*** Opening of DATA SECTION ***

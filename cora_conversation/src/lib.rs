#![warn(
    clippy::all,
    clippy::nursery,
    clippy::pedantic,
    clippy::style,
    clippy::complexity,
    clippy::perf,
    clippy::correctness,
    clippy::suspicious,
    clippy::unwrap_used,
    clippy::expect_used
)]
#![allow(
    clippy::similar_names,
    clippy::missing_safety_doc,
    clippy::missing_panics_doc,
    clippy::missing_errors_doc
)]

//! Multi-turn shopping conversations.
//!
//! Each turn is routed to a specialist agent, answered by the primary model
//! with the session's history as context and normalized into an
//! `AgentResponse`.
//!
//! # Key Features
//! - Bounded per-session history with moderation redaction
//! - Configurable message window for model requests
//! - Fallback model when the primary call fails

mod history;
mod manager;
mod session;

pub use history::{
    ChatHistory, HistoryConfig, HistoryManager, REDACTED, Speaker, clean_conversation_history,
    format_chat_history, parse_conversation_history, redact_bad_prompts,
};
pub use manager::{
    ConversationConfig, ConversationError, ConversationManager, ReplySource, TurnResult,
};
pub use session::ConversationSession;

*** Close of DATA SECTION ***

## TASK DESCRIPTION:
What lines hold the string "primary"? Pick them out of the data.

## SOLUTION TO THIS TASK:
//! Each turn is routed to a specialist agent, answered by the primary model
//! - Fallback model when the primary call fails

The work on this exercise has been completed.